(Stored items)
********
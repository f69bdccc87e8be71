//! Seeded mock order generator
//!
//! A fixed pool of 100 customers and a 20-item menu; every order picks one
//! customer and 1 to 5 distinct menu items with quantities of 1 to 3. The
//! same seed always yields the same sequence of customers and line items.

use chrono::{DateTime, Utc};
use rand::rngs::StdRng;
use rand::seq::SliceRandom;
use rand::{Rng, SeedableRng};
use rust_decimal::Decimal;

use crate::kafka::producer_loop::OrderSource;
use crate::models::{LineItem, Order};

pub const NUM_CUSTOMERS: usize = 100;

const FIRST_NAMES: [&str; 20] = [
    "James", "Mary", "Robert", "Patricia", "John", "Jennifer", "Michael", "Linda", "David",
    "Elizabeth", "William", "Barbara", "Richard", "Susan", "Joseph", "Jessica", "Thomas", "Sarah",
    "Daniel", "Karen",
];

const LAST_NAMES: [&str; 20] = [
    "Smith", "Johnson", "Williams", "Brown", "Jones", "Garcia", "Miller", "Davis", "Rodriguez",
    "Martinez", "Hernandez", "Lopez", "Gonzalez", "Wilson", "Anderson", "Thomas", "Taylor",
    "Moore", "Jackson", "Martin",
];

/// (name, price in cents)
const MENU: [(&str, i64); 20] = [
    ("Classic Burger", 899),
    ("Cheeseburger", 999),
    ("Bacon Burger", 1099),
    ("Veggie Burger", 849),
    ("French Fries", 349),
    ("Onion Rings", 449),
    ("Sweet Potato Fries", 499),
    ("Coleslaw", 299),
    ("Caesar Salad", 699),
    ("Garden Salad", 599),
    ("Coke", 249),
    ("Sprite", 249),
    ("Iced Tea", 299),
    ("Lemonade", 299),
    ("Milkshake", 499),
    ("Apple Pie", 399),
    ("Ice Cream Sundae", 449),
    ("Brownie", 349),
    ("Chicken Nuggets", 599),
    ("Chicken Sandwich", 799),
];

#[derive(Debug, Clone, PartialEq, Eq)]
pub struct Customer {
    pub customer_id: String,
    pub name: String,
    pub email: String,
}

#[derive(Debug, Clone, PartialEq, Eq)]
pub struct MenuItem {
    pub item_id: String,
    pub name: String,
    pub price: Decimal,
}

/// Generates reproducible mock orders
pub struct MockDataGenerator {
    rng: StdRng,
    customers: Vec<Customer>,
    menu: Vec<MenuItem>,
    sequence: u64,
}

impl MockDataGenerator {
    pub fn new(seed: u64) -> Self {
        let mut rng = StdRng::seed_from_u64(seed);

        let customers = (1..=NUM_CUSTOMERS)
            .map(|i| {
                let first = FIRST_NAMES[rng.gen_range(0..FIRST_NAMES.len())];
                let last = LAST_NAMES[rng.gen_range(0..LAST_NAMES.len())];
                let name = format!("{} {}", first, last);
                let email = format!("{}.{}@example.com", name.to_lowercase().replace(' ', "."), i);
                Customer {
                    customer_id: format!("CUST-{:05}", i),
                    name,
                    email,
                }
            })
            .collect();

        let menu = MENU
            .iter()
            .enumerate()
            .map(|(i, (name, cents))| MenuItem {
                item_id: format!("ITEM-{:03}", i + 1),
                name: name.to_string(),
                price: Decimal::new(*cents, 2),
            })
            .collect();

        Self {
            rng,
            customers,
            menu,
            sequence: 0,
        }
    }

    pub fn customers(&self) -> &[Customer] {
        &self.customers
    }

    pub fn menu(&self) -> &[MenuItem] {
        &self.menu
    }

    /// Orders generated so far
    pub fn generated(&self) -> u64 {
        self.sequence
    }

    /// Next order id for the date of `now`
    fn next_order_id(&mut self, now: DateTime<Utc>) -> String {
        self.sequence += 1;
        format!("ORD-{}-{:05}", now.format("%Y%m%d"), self.sequence)
    }

    /// Generate one pending order created at `now`
    pub fn generate_order_at(&mut self, now: DateTime<Utc>) -> Order {
        let customer = self.customers[self.rng.gen_range(0..self.customers.len())].clone();

        let item_count = self.rng.gen_range(1..=5);
        let picked: Vec<MenuItem> = self
            .menu
            .choose_multiple(&mut self.rng, item_count)
            .cloned()
            .collect();

        let items = picked
            .into_iter()
            .map(|item| {
                let quantity = self.rng.gen_range(1..=3);
                LineItem::new(item.item_id, item.name, quantity, item.price)
            })
            .collect();

        let order_id = self.next_order_id(now);
        Order::new(
            order_id,
            customer.customer_id,
            customer.name,
            customer.email,
            items,
            now,
        )
    }

    /// Generate one pending order created now
    pub fn generate_order(&mut self) -> Order {
        self.generate_order_at(Utc::now())
    }
}

impl OrderSource for MockDataGenerator {
    fn next_order(&mut self) -> Option<Order> {
        Some(self.generate_order())
    }
}

#[cfg(test)]
mod tests {
    use super::*;
    use crate::models::{is_valid_order_id, round_money, OrderStatus};
    use chrono::TimeZone;

    fn fixed_now() -> DateTime<Utc> {
        Utc.with_ymd_and_hms(2025, 1, 10, 12, 0, 0).unwrap()
    }

    #[test]
    fn test_customer_pool() {
        let generator = MockDataGenerator::new(42);
        let customers = generator.customers();

        assert_eq!(customers.len(), 100);
        assert_eq!(customers[0].customer_id, "CUST-00001");
        assert_eq!(customers[99].customer_id, "CUST-00100");
        assert!(customers[4].email.ends_with(".5@example.com"));
        assert!(!customers[4].email.contains(' '));
    }

    #[test]
    fn test_menu() {
        let generator = MockDataGenerator::new(42);
        let menu = generator.menu();

        assert_eq!(menu.len(), 20);
        assert_eq!(menu[0].item_id, "ITEM-001");
        assert_eq!(menu[0].name, "Classic Burger");
        assert_eq!(menu[0].price, Decimal::new(899, 2));
        assert_eq!(menu[19].name, "Chicken Sandwich");
    }

    #[test]
    fn test_orders_are_well_formed() {
        let mut generator = MockDataGenerator::new(7);

        for n in 1..=200u64 {
            let order = generator.generate_order_at(fixed_now());

            assert_eq!(order.order_id, format!("ORD-20250110-{:05}", n));
            assert!(is_valid_order_id(&order.order_id));
            assert_eq!(order.status, OrderStatus::Pending);
            assert!((1..=5).contains(&order.items.len()));

            let mut names: Vec<&str> = order.items.iter().map(|i| i.name.as_str()).collect();
            names.sort_unstable();
            names.dedup();
            assert_eq!(names.len(), order.items.len(), "items must be distinct");

            for item in &order.items {
                assert!((1..=3).contains(&item.quantity));
                assert_eq!(item.subtotal, round_money(item.unit_price * Decimal::from(item.quantity)));
            }

            let sum: Decimal = order.items.iter().map(|i| i.subtotal).sum();
            assert_eq!(order.total_amount, round_money(sum));
            assert!(order.total_amount > Decimal::ZERO);
        }
    }

    #[test]
    fn test_same_seed_same_orders() {
        let mut a = MockDataGenerator::new(42);
        let mut b = MockDataGenerator::new(42);

        for _ in 0..20 {
            assert_eq!(a.generate_order_at(fixed_now()), b.generate_order_at(fixed_now()));
        }
    }

    #[test]
    fn test_generated_orders_pass_validation() {
        let mut generator = MockDataGenerator::new(1);
        let order = generator.generate_order();

        let value = serde_json::to_value(&order).unwrap();
        let payload = value.as_object().unwrap();
        assert!(crate::models::validate(payload).is_ok());
        assert_eq!(Order::from_payload(payload).unwrap().total_amount, order.total_amount);
    }
}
********
What you have to do: Working from the data above, extract solely the lines from the one containing "pub fn menu(&self)" through the one containing "let picked: Vec<MenuItem> = self", exactly as they appear, both included.

Written answer:
    pub fn menu(&self) -> &[MenuItem] {
        &self.menu
    }

    /// Orders generated so far
    pub fn generated(&self) -> u64 {
        self.sequence
    }

    /// Next order id for the date of `now`
    fn next_order_id(&mut self, now: DateTime<Utc>) -> String {
        self.sequence += 1;
        format!("ORD-{}-{:05}", now.format("%Y%m%d"), self.sequence)
    }

    /// Generate one pending order created at `now`
    pub fn generate_order_at(&mut self, now: DateTime<Utc>) -> Order {
        let customer = self.customers[self.rng.gen_range(0..self.customers.len())].clone();

        let item_count = self.rng.gen_range(1..=5);
        let picked: Vec<MenuItem> = self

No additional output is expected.